The Dutch Catholic Mineworkers' Union (Nederlandse Katholieke Mijnwerkersbond, NKMB), also known as "Sint Barbara", was a trade union representing coal miners in the Netherlands.

The union was founded in 1907, as the General Union of Christian Miners in the Netherlands. Its main founder was Chris Zielemans, who had previously worked for the United Federation of Christian Trade Unions in Germany. It initially had 969 members, rising to 1,341 in 1912, but falling again to 500 in 1914. In 1922, it broke its links with the German federation, in order to provide unemployment insurance in accordance with Dutch law. In 1925, it was a founding affiliate of the Roman Catholic Workers' Federation, and the following year, it became the NKMB, formally abandoning its interdenominational status.

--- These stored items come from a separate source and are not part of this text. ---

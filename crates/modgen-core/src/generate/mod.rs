//! Module generation
//!
//! Generation happens in two phases:
//! - **Plan**: every file body is rendered up front into a [`GenerationPlan`]
//!   (see [`frontend::plan`] and [`backend::plan`])
//! - **Commit**: the [`writer`] checks every target, then writes all files or none
//!
//! [`Generator`] ties the phases to the manifest and activity log.

pub mod backend;
pub mod frontend;
pub mod writer;

use crate::activity_log::ActivityLog;
use crate::config::ProjectLayout;
use crate::framework::FrameworkConfig;
use crate::manifest::{Manifest, ManifestError, MergeOutcome, ModuleEntry, ModuleKind};
use crate::version;
use anyhow::Context;
use std::path::{Path, PathBuf};
use thiserror::Error;

/// How a planned file treats an existing file at its target
#[derive(Debug, Clone, Copy, PartialEq, Eq)]
pub enum WriteMode {
    /// The target must not exist
    Create,
    /// Skip the file when the target already exists
    CreateIfAbsent,
}

/// A rendered file waiting to be written
#[derive(Debug, Clone, PartialEq, Eq)]
pub struct PlannedFile {
    /// Path relative to the project root
    pub path: PathBuf,
    pub contents: String,
    pub mode: WriteMode,
}

impl PlannedFile {
    pub fn create(path: impl Into<PathBuf>, contents: String) -> Self {
        Self {
            path: path.into(),
            contents,
            mode: WriteMode::Create,
        }
    }

    pub fn create_if_absent(path: impl Into<PathBuf>, contents: String) -> Self {
        Self {
            path: path.into(),
            contents,
            mode: WriteMode::CreateIfAbsent,
        }
    }
}

/// Everything one generation will write, rendered before touching disk
#[derive(Debug, Clone)]
pub struct GenerationPlan {
    /// Module directory relative to the project root; must not exist yet
    pub module_dir: PathBuf,

    /// PascalCase type name used in the generated sources
    pub type_name: String,

    pub files: Vec<PlannedFile>,

    /// Manifest entry recorded after a successful write
    pub entry: ModuleEntry,
}

impl GenerationPlan {
    pub fn file(&self, path: impl AsRef<Path>) -> Option<&PlannedFile> {
        self.files.iter().find(|f| f.path == path.as_ref())
    }
}

/// Result of a successful generation
#[derive(Debug, Clone)]
pub struct GenerationOutcome {
    pub project_root: PathBuf,
    pub entry: ModuleEntry,
    pub type_name: String,
    pub module_dir: PathBuf,
    /// Files written, relative to the project root
    pub written: Vec<PathBuf>,
    /// Shared files left alone because they already existed
    pub skipped: Vec<PathBuf>,
    pub manifest: MergeOutcome,
    pub warnings: Vec<String>,
}

#[derive(Debug, Error)]
pub enum GenerateError {
    #[error("Invalid {what}: '{input}'")]
    InvalidName { what: &'static str, input: String },

    #[error("Module directory already exists: {}", .0.display())]
    ModuleExists(PathBuf),

    #[error("Refusing to overwrite existing file: {}", .0.display())]
    PathOccupied(PathBuf),

    #[error("Failed to write {} (all files from this run were removed): {source}", .path.display())]
    Write {
        path: PathBuf,
        #[source]
        source: std::io::Error,
    },

    #[error(transparent)]
    Manifest(#[from] ManifestError),

    #[error("Module files were written but the manifest was not updated: {0}")]
    ManifestSave(#[source] ManifestError),

    #[error("Failed to append to log {}: {source}", .path.display())]
    Log {
        path: PathBuf,
        #[source]
        source: std::io::Error,
    },
}

impl GenerateError {
    /// Conflicts are reported before anything was written
    pub fn is_conflict(&self) -> bool {
        matches!(
            self,
            GenerateError::ModuleExists(_) | GenerateError::PathOccupied(_)
        )
    }

    /// Bookkeeping failures happen after the module files are on disk
    pub fn wrote_files(&self) -> bool {
        matches!(
            self,
            GenerateError::ManifestSave(_) | GenerateError::Log { .. }
        )
    }
}

/// A generation requested from the command line
#[derive(Debug, Clone, PartialEq, Eq)]
pub enum GenerateRequest {
    /// `create <name> [--route <path>]`
    Frontend { name: String, route: Option<String> },
    /// `create-server <path>`
    Backend { path: String },
}

impl GenerateRequest {
    pub fn kind(&self) -> ModuleKind {
        match self {
            GenerateRequest::Frontend { .. } => ModuleKind::Frontend,
            GenerateRequest::Backend { .. } => ModuleKind::Backend,
        }
    }

    /// The raw name or path the user asked for
    pub fn target(&self) -> &str {
        match self {
            GenerateRequest::Frontend { name, .. } => name,
            GenerateRequest::Backend { path } => path,
        }
    }
}

/// Runs plans against a project directory
#[derive(Debug, Clone)]
pub struct Generator {
    root: PathBuf,
    layout: ProjectLayout,
    cli_version: String,
    upgrade_command: String,
}

impl Generator {
    pub fn new(root: impl Into<PathBuf>, layout: ProjectLayout, cli_version: &str) -> Self {
        Self {
            root: root.into(),
            layout,
            cli_version: cli_version.to_string(),
            upgrade_command: String::new(),
        }
    }

    /// Build a generator for `root`, reading the framework's layout file if present
    pub fn from_config<C: FrameworkConfig>(
        config: &C,
        root: impl Into<PathBuf>,
        cli_version: &str,
    ) -> anyhow::Result<Self> {
        let root = root.into();
        let layout = ProjectLayout::load(&root, config.config_file())
            .with_context(|| format!("Failed to load {} project layout", config.display_name()))?;

        let mut generator = Self::new(root, layout, cli_version);
        generator.upgrade_command = config.upgrade_command().to_string();
        Ok(generator)
    }

    pub fn root(&self) -> &Path {
        &self.root
    }

    pub fn layout(&self) -> &ProjectLayout {
        &self.layout
    }

    pub fn manifest_path(&self) -> PathBuf {
        self.root.join(&self.layout.manifest_file)
    }

    pub fn log_path(&self) -> PathBuf {
        self.root.join(&self.layout.log_file)
    }

    pub async fn generate(
        &self,
        request: &GenerateRequest,
    ) -> Result<GenerationOutcome, GenerateError> {
        match request {
            GenerateRequest::Frontend { name, route } => {
                self.create_frontend(name, route.as_deref()).await
            }
            GenerateRequest::Backend { path } => self.create_server(path).await,
        }
    }

    /// Generate a UI-facing module
    pub async fn create_frontend(
        &self,
        name: &str,
        route: Option<&str>,
    ) -> Result<GenerationOutcome, GenerateError> {
        let plan = frontend::plan(&self.layout, name, route)?;
        self.run(plan).await
    }

    /// Generate an API-facing module from a slash-delimited path
    pub async fn create_server(&self, path: &str) -> Result<GenerationOutcome, GenerateError> {
        let plan = backend::plan(&self.layout, path)?;
        self.run(plan).await
    }

    async fn run(&self, plan: GenerationPlan) -> Result<GenerationOutcome, GenerateError> {
        // A corrupt manifest aborts before any file is written
        let mut manifest = Manifest::load(&self.manifest_path()).await?.into_manifest();

        let mut warnings = Vec::new();
        if let Some(warning) = version::check_compatibility(
            &self.cli_version,
            manifest.generator_version.as_deref(),
            &self.upgrade_command,
        ) {
            warnings.push(warning);
        }

        let report = writer::commit(&self.root, &plan).await?;

        manifest.generator_version = Some(self.cli_version.clone());
        let merge = manifest.record(plan.entry.clone());
        manifest
            .save(&self.manifest_path())
            .await
            .map_err(GenerateError::ManifestSave)?;
        tracing::debug!(outcome = ?merge, name = %plan.entry.name, "manifest updated");

        let log = ActivityLog::new(self.log_path());
        let message = format!(
            "Generated {} module '{}' at {} ({} files)",
            plan.entry.kind,
            plan.entry.name,
            plan.entry.route,
            report.written.len()
        );
        log.append(&message).await.map_err(|source| GenerateError::Log {
            path: log.path().to_path_buf(),
            source,
        })?;

        Ok(GenerationOutcome {
            project_root: self.root.clone(),
            entry: plan.entry,
            type_name: plan.type_name,
            module_dir: plan.module_dir,
            written: report.written,
            skipped: report.skipped,
            manifest: merge,
            warnings,
        })
    }

    /// Modules recorded in the project's manifest
    pub async fn recorded_modules(&self) -> Result<Vec<ModuleEntry>, GenerateError> {
        Ok(Manifest::load(&self.manifest_path())
            .await?
            .into_manifest()
            .modules)
    }
}

/// Public URL for a directory under the routes root, e.g. `routes/api/songs` -> `/api/songs`
pub(crate) fn public_route(layout: &ProjectLayout, dir: &str) -> String {
    let relative = match dir.strip_prefix(layout.routes_dir.as_str()) {
        Some(rest) if rest.is_empty() || rest.starts_with('/') => rest.trim_start_matches('/'),
        _ => dir,
    };
    format!("/{}", relative)
}

/// Join slash-delimited project-relative path pieces, skipping empty ones
pub(crate) fn join(parts: &[&str]) -> String {
    parts
        .iter()
        .map(|p| p.trim_matches('/'))
        .filter(|p| !p.is_empty())
        .collect::<Vec<_>>()
        .join("/")
}

/// Kind-agnostic label used in console output
pub fn kind_label(kind: ModuleKind) -> &'static str {
    match kind {
        ModuleKind::Frontend => "page module",
        ModuleKind::Backend => "API module",
    }
}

By 1964, the union had 33,157 members. However, it became clear that industry was in decline. Long-term leader Frans Dohmen focused on facilitating alternative employment for its members, mostly in and around Limburg. On 1 January 1972, it merged with the Dutch Catholic Union of Employees in Metal, Electronics and Related Companies, the Dutch Catholic Clothing and Textile Workers' Union, and the Dutch Catholic Factory Workers' Union, to form the Industrial Workers' Union NKV.